TFLite wrapper (experimental)

If your model contains metadata, it enables you to use the TensorFlow Lite wrapper code generator. The Model wrapper eliminates the need to set up your delegates, manually performing image transformations and dealing with raw TensorBuffer output. The extent to which generated code will be helpful to you entirely depends on the completeness of the metadata. Also, keep in mind that this feature is in an experimental phase, so you'll probably have to wait until it becomes stable before replacing all your ML-related logic with generated code.

To learn more about the wrapper code generator, please refer to the official docs.

Part 2: Model

To accomplish our task - human pose estimation - it is crucial that we have a basic understanding of our ML model and learn about our expected inputs/outputs. The TFLite "Getting started" page and linked source code provide enough information to kick start a new Proof of Concept project, but if we are going to make any changes to the core logic or simply want to compare existing options - it's better to know what we're dealing with.

Picking the right model

Let's start by examining a repository of open-sourced ML models - TensorFlow hub. This is a great place to search for domain-specific, format-specific solutions.

Our search query would be an "image pose detection" domain with "model format" filter set to TFLite (as of June 2020, there's only one model satisfying this criteria - MobileNet_075). Now, we have two options: pure model or model + metadata. From tensorflow.org:

TensorFlow Lite metadata provides a standard for model descriptions. The metadata is an important source of knowledge about what the model does and its input / output information. The metadata consists of both - human readable parts which convey the best practice when using the model, and - machine readable parts that can be leveraged by code generators, such as the TensorFlow Lite Android code generator.

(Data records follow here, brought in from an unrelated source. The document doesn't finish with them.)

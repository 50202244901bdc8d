use std::path::Path;

use dbx_protocol::{Request, Response};
use dbx_sync::SyncEngine;

/// Run one request against the engine. Failures become `failed` responses.
pub async fn handle(engine: &SyncEngine, request: Request) -> Response {
    let outcome = match &request {
        Request::Synchronize { handle, payload } => engine
            .synchronize(payload)
            .await
            .map(|result| Response::Synchronized {
                handle: handle.clone(),
                payload: result,
            }),
        Request::Upload {
            handle,
            path,
            options,
        } => engine
            .upload(Path::new(path), options)
            .await
            .map(|outcome| Response::Uploaded {
                handle: handle.clone(),
                payload: outcome,
            }),
        Request::Remove {
            handle,
            path,
            address,
            options,
        } => engine
            .remove(Path::new(path), address, options)
            .await
            .map(|address| Response::Removed {
                handle: handle.clone(),
                payload: address,
            }),
    };

    match outcome {
        Ok(response) => {
            tracing::debug!(label = request.label(), handle = %request.handle(), "request handled");
            response
        }
        Err(e) => {
            tracing::error!(label = request.label(), handle = %request.handle(), error = %e, "request failed");
            Response::failed(&request, e)
        }
    }
}

#[cfg(test)]
mod tests {
    use std::sync::Arc;

    use dbx_ledger::InMemoryLedger;
    use dbx_naming::{LedgerNameService, Session};
    use dbx_store::LocalContentStore;
    use dbx_sync::{FileDescriptor, RemoveOptions, UploadOptions};
    use dbx_types::Address;
    use serde_json::json;

    use super::*;

    fn engine() -> SyncEngine {
        SyncEngine::new(
            Arc::new(LocalContentStore::in_memory()),
            Arc::new(LedgerNameService::new(
                Arc::new(InMemoryLedger::new()),
                Session::generate(),
            )),
        )
    }

    #[tokio::test]
    async fn synchronize_echoes_handle() {
        let dir = tempfile::tempdir().unwrap();
        let file = dir.path().join("a.txt");
        std::fs::write(&file, b"a").unwrap();
        let path = file.display().to_string();

        let response = handle(
            &engine(),
            Request::Synchronize {
                handle: json!(42),
                payload: vec![FileDescriptor::new(path.clone())],
            },
        )
        .await;
        let Response::Synchronized { handle, payload } = response else {
            panic!("expected synchronized, got {response:?}");
        };
        assert_eq!(handle, json!(42));
        assert!(payload.get(&path).is_some());
    }

    #[tokio::test]
    async fn upload_then_remove() {
        let dir = tempfile::tempdir().unwrap();
        let file = dir.path().join("a.txt");
        std::fs::write(&file, b"a").unwrap();
        let path = file.display().to_string();
        let engine = engine();

        let response = handle(
            &engine,
            Request::Upload {
                handle: json!("u"),
                path: path.clone(),
                options: UploadOptions::default(),
            },
        )
        .await;
        let Response::Uploaded { payload, .. } = response else {
            panic!("expected uploaded, got {response:?}");
        };
        let address = payload.root().unwrap().address;

        let response = handle(
            &engine,
            Request::Remove {
                handle: json!("r"),
                path,
                address,
                options: RemoveOptions { local: true },
            },
        )
        .await;
        assert_eq!(
            response,
            Response::Removed {
                handle: json!("r"),
                payload: address,
            }
        );
        assert!(!file.exists());
    }

    #[tokio::test]
    async fn failures_carry_label_and_message() {
        let response = handle(
            &engine(),
            Request::Remove {
                handle: json!(1),
                path: "nowhere".into(),
                address: Address::from_bytes(b"unknown"),
                options: RemoveOptions::default(),
            },
        )
        .await;
        let Response::Failed {
            handle,
            request,
            error,
        } = response
        else {
            panic!("expected failed");
        };
        assert_eq!(handle, json!(1));
        assert_eq!(request, "remove");
        assert!(error.contains("is_directory"));
    }
}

Let's further examine model with metadata. I found this useful tool to visualize the model's structure: Netron. After uploading the .tflite file we can see convolutional layers the model has and check what the expected inputs and outputs are:

f:id:ivanpo:20201006145032p:plain — Graph

f:id:ivanpo:20201006145103p:plain — Metadata

A closer look

First, let's understand the input requirements:

Image: FloatArray [1][353][257][3]

To prepare the image for classification, we'll need to scale it down to 353x257 pixels, extract each pixel's RGB value and normalize it, meaning the values should be within [-1;1].

Second, let's pay attention to the outputs:

Image (Grayscale): [1][23][17][17]

An input image that has been reduced to 23x17 points, and each keypoint (out of 17 in total) has received a "confidence score"
Offsets: [1][23][17][34]

Since the output matrix has a much smaller size, we want to get a better idea of where the original keypoint might have been. Offset vectors are here to help — once we pick the right (x, y) for keypoints, apply the following formula to get the final coordinates:

y = keyPoint.y * originalHeight + offsets[0][keyPoint.y][keyPoint.x][keyPoint.index]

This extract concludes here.